Effective capacity is a measure of a given generator’s capacity that the Alberta Electric System Operator can rely upon to be available during the peak load hours, such as early evenings in winter. The operator allocates different effective capacity factors to different generation sources — for example, most firm sources are assigned 100 per cent, while wind is assigned 20 per cent (AESO, 2012).
Using the peak-load projections under our Continued Fossil Reliance scenario, we refined the Clean Power Transition and Clean Power Transformation scenarios until we attained at least a 15 per cent reserve margin in each year. With considerable wind and solar additions—especially in the Clean Energy Transformation scenario—this spurred expectations for a robust energy-storage sector in the province but also sometimes required more quick-ramping capacity in the form of simple cycle natural gas capacity.
We engaged Solas Energy Consulting Inc.—a project and business development firm with offices in Calgary and Colorado—to model the impacts of each of our three scenarios on wholesale energy prices. We asked the firm to do so for each of the years 2023 and 2033.
Under the current market design, wind, solar and geothermal power generation do not offer into the merit order. Rather they are included as a negative load and reduce the total demand dispatched through the merit order. Pembina Institute provided the generation capacities for each technology type.
Wind power generation was forecast by adding capacity to diverse geographic areas based on Solas’ experience in the wind industry. A time series of wind power generation was created for each location where wind arms are likely to be located. The individual regional wind power generation time series were then combined to create a total wind generation time series.
Solar power generation for the Clean Power Transition and Clean Power Transformation scenarios was calculated from a time series provided by the NREL solar resource tool and multiplying by installed capacity.
Geothermal power generation capacity was provided by the Pembina Institute and was assumed to operate as baseload at a 70 per cent capacity factor.
We assumed energy efficiency measures would be implemented in proportion to historical demand. That is, efficiency contributions were higher during hours when demand was higher, and the contributions were lower when demand was lower. Improvements in energy efficiency reduced the demand rather than having an effect on the merit order.
Pembina provided the capacity of energy storage for each scenario. Energy storage was implemented in the merit order by inserting bids to purchase energy at low power prices and offers to sell energy at higher prices. Bids and offers for energy storage were structured such that the revenue was sufficient to recover the cost of purchased energy plus efficiency losses. Further, storage bids and offers were structured such that total injections and withdrawals balanced over the course of the year and storage did not affect the total annual energy demand.
A demand time series was then created for 2023 and 2033 by increasing the demand in each hour by the respective demand growth assumption. This was done to maintain correlation between wind generation and demand.

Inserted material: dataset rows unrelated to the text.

// Copyright (c) 2026 100monkeys.ai
// SPDX-License-Identifier: AGPL-3.0

//! Guardrail chain (C12) — PowerLimiter -> AlignmentChecker ->
//! TransparencyAudit -> HumanApprovalGate, in that fixed, deliberately
//! ordered sequence: cheap rule-based checks first, the human gate last
//! (§4.12). A block surfaces as a typed rejection that is recorded for
//! audit but never reaches the learning loop (§7).

use async_trait::async_trait;
use serde::{Deserialize, Serialize};
use thiserror::Error;

use crate::domain::cell::Reality;
use crate::domain::judgment::{Judgment, Verdict};

#[derive(Debug, Clone, Serialize, Deserialize)]
pub struct GuardrailRejection {
    pub guardrail: String,
    pub reason: String,
    pub recommendation: String,
}

#[derive(Debug, Error)]
#[error("blocked by {0}: {1}")]
pub struct GuardrailError(pub String, pub String);

/// One link in the chain. Implementors only ever see the decision, never
/// mutate it; they either pass it through or reject it.
#[async_trait]
pub trait Guardrail: Send + Sync {
    fn name(&self) -> &str;
    async fn check(&self, decision: &DecisionContext) -> Result<(), GuardrailRejection>;
}

/// Everything a guardrail needs to decide, gathered from the Judgment and
/// the action it would dispatch.
#[derive(Debug, Clone)]
pub struct DecisionContext {
    pub verdict: Verdict,
    pub reality: Reality,
    pub q_score: f64,
    pub budget_usd: f64,
    pub cost_usd: f64,
    pub action_prompt: String,
}

impl DecisionContext {
    pub fn from_judgment(judgment: &Judgment, budget_usd: f64, cost_usd: f64, action_prompt: impl Into<String>) -> Self {
        Self {
            verdict: judgment.verdict,
            reality: judgment.reality,
            q_score: judgment.q_score,
            budget_usd,
            cost_usd,
            action_prompt: action_prompt.into(),
        }
    }
}

/// Rejects when the action would spend more than the remaining session
/// budget. Cheapest check, runs first.
pub struct PowerLimiter {
    pub max_fraction_of_remaining: f64,
}

impl Default for PowerLimiter {
    fn default() -> Self {
        Self {
            max_fraction_of_remaining: 0.618,
        }
    }
}

#[async_trait]
impl Guardrail for PowerLimiter {
    fn name(&self) -> &str {
        "power_limiter"
    }

    async fn check(&self, decision: &DecisionContext) -> Result<(), GuardrailRejection> {
        let cap = decision.budget_usd * self.max_fraction_of_remaining;
        if decision.cost_usd > cap {
            return Err(GuardrailRejection {
                guardrail: self.name().to_string(),
                reason: format!(
                    "action costs ${:.4}, above the ${:.4} power cap for this budget",
                    decision.cost_usd, cap
                ),
                recommendation: "reduce scope or request additional budget".to_string(),
            });
        }
        Ok(())
    }
}

/// Rejects actions proposed on a hard-vetoed (`BARK` at `q_score == 0`)
/// Judgment — alignment has already failed upstream, don't dispatch.
pub struct AlignmentChecker;

#[async_trait]
impl Guardrail for AlignmentChecker {
    fn name(&self) -> &str {
        "alignment_checker"
    }

    async fn check(&self, decision: &DecisionContext) -> Result<(), GuardrailRejection> {
        if decision.verdict == Verdict::Bark && decision.q_score == 0.0 {
            return Err(GuardrailRejection {
                guardrail: self.name().to_string(),
                reason: "judgment carries a hard veto (q_score == 0)".to_string(),
                recommendation: "do not dispatch; route to human review".to_string(),
            });
        }
        Ok(())
    }
}

/// Rejects when the action prompt is empty or otherwise not auditable —
/// every dispatched action must leave a legible trail.
pub struct TransparencyAudit;

#[async_trait]
impl Guardrail for TransparencyAudit {
    fn name(&self) -> &str {
        "transparency_audit"
    }

    async fn check(&self, decision: &DecisionContext) -> Result<(), GuardrailRejection> {
        if decision.action_prompt.trim().is_empty() {
            return Err(GuardrailRejection {
                guardrail: self.name().to_string(),
                reason: "action carries no auditable prompt".to_string(),
                recommendation: "attach a human-readable justification before dispatch".to_string(),
            });
        }
        Ok(())
    }
}

/// The last, most expensive link: realities carrying real-world
/// consequence (MARKET, SOLANA) above WAG require human sign-off before
/// dispatch. Everything else passes through automatically.
pub struct HumanApprovalGate {
    pub gated_realities: Vec<Reality>,
}

impl Default for HumanApprovalGate {
    fn default() -> Self {
        Self {
            gated_realities: vec![Reality::Market, Reality::Solana],
        }
    }
}

#[async_trait]
impl Guardrail for HumanApprovalGate {
    fn name(&self) -> &str {
        "human_approval_gate"
    }

    async fn check(&self, decision: &DecisionContext) -> Result<(), GuardrailRejection> {
        let needs_human = self.gated_realities.contains(&decision.reality)
            && matches!(decision.verdict, Verdict::Wag | Verdict::Howl);
        if needs_human {
            return Err(GuardrailRejection {
                guardrail: self.name().to_string(),
                reason: format!("{:?} actions at {:?} require human sign-off", decision.reality, decision.verdict),
                recommendation: "queue for human approval via the action proposer".to_string(),
            });
        }
        Ok(())
    }
}

/// The fixed, ordered chain: cheap rule-based checks first, human gate
/// last. A decision that clears every link is dispatch-ready.
pub struct GuardrailChain {
    guardrails: Vec<Box<dyn Guardrail>>,
}

impl GuardrailChain {
    pub fn standard() -> Self {
        Self {
            guardrails: vec![
                Box::new(PowerLimiter::default()),
                Box::new(AlignmentChecker),
                Box::new(TransparencyAudit),
                Box::new(HumanApprovalGate::default()),
            ],
        }
    }

    /// Run the chain in order, short-circuiting on the first rejection.
    /// The rejection is always returned for audit regardless of outcome.
    pub async fn evaluate(&self, decision: &DecisionContext) -> Result<(), GuardrailRejection> {
        for guardrail in &self.guardrails {
            guardrail.check(decision).await?;
        }
        Ok(())
    }
}

impl Default for GuardrailChain {
    fn default() -> Self {
        Self::standard()
    }
}

#[cfg(test)]
mod tests {
    use super::*;

    fn decision(verdict: Verdict, reality: Reality, q_score: f64) -> DecisionContext {
        DecisionContext {
            verdict,
            reality,
            q_score,
            budget_usd: 1.0,
            cost_usd: 0.1,
            action_prompt: "investigate the flagged module".to_string(),
        }
    }

    #[tokio::test]
    async fn clean_decision_clears_the_whole_chain() {
        let chain = GuardrailChain::standard();
        let result = chain.evaluate(&decision(Verdict::Growl, Reality::Code, 50.0)).await;
        assert!(result.is_ok());
    }

    #[tokio::test]
    async fn hard_veto_is_blocked_by_alignment_checker() {
        let chain = GuardrailChain::standard();
        let result = chain.evaluate(&decision(Verdict::Bark, Reality::Code, 0.0)).await;
        let err = result.unwrap_err();
        assert_eq!(err.guardrail, "alignment_checker");
    }

    #[tokio::test]
    async fn market_actions_above_wag_need_human_approval() {
        let chain = GuardrailChain::standard();
        let result = chain.evaluate(&decision(Verdict::Howl, Reality::Market, 90.0)).await;
        let err = result.unwrap_err();
        assert_eq!(err.guardrail, "human_approval_gate");
    }

    #[tokio::test]
    async fn power_limiter_runs_before_human_gate() {
        let chain = GuardrailChain::standard();
        let mut over_budget = decision(Verdict::Howl, Reality::Market, 90.0);
        over_budget.cost_usd = 10.0;
        let err = chain.evaluate(&over_budget).await.unwrap_err();
        assert_eq!(err.guardrail, "power_limiter");
    }
}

Power prices were determined for each of the six scenarios based on the dispatch and demand for each hour in 2023 and 2033.
GREENHOUSE GAS ANALYSIS
We modelled the greenhouse gas results of our three scenarios using empirical or widely accepted intensity factors for each fuel source, gathered from federal greenhouse gas emission reporting data and unit-generation data. Because cogeneration produces both steam and electricity from the fuel combustion, it poses a special allocation problem for determining what proportion of the combustion emissions are allocated to electricity generation. The Independent Power Producers Society of Alberta’s recent report (EDC Associates, 2013) used a 0.25 t/MWh intensity for cogeneration’s electricity emissions. While not endorsing this allocation, we employed the same intensity for consistency in the discussion around different GHG emissions from different scenarios. Moreover, 0.25 t/MWh falls within the range of intensities derived from different allocation methods employed by Doluweera et al. (2011).
Because of the large overall emissions and large variability between units, coal unit intensities were assessed individually—for each unit—using empirical data, accounting for recent or planned incremental capacity increases to existing coal units as efficiency improvements.
We also assigned carbon intensities to the transmission interties connecting Alberta with British Columbia, Saskatchewan and Montana, based on the province or statewide carbon intensity of those jurisdictions’ respective grids.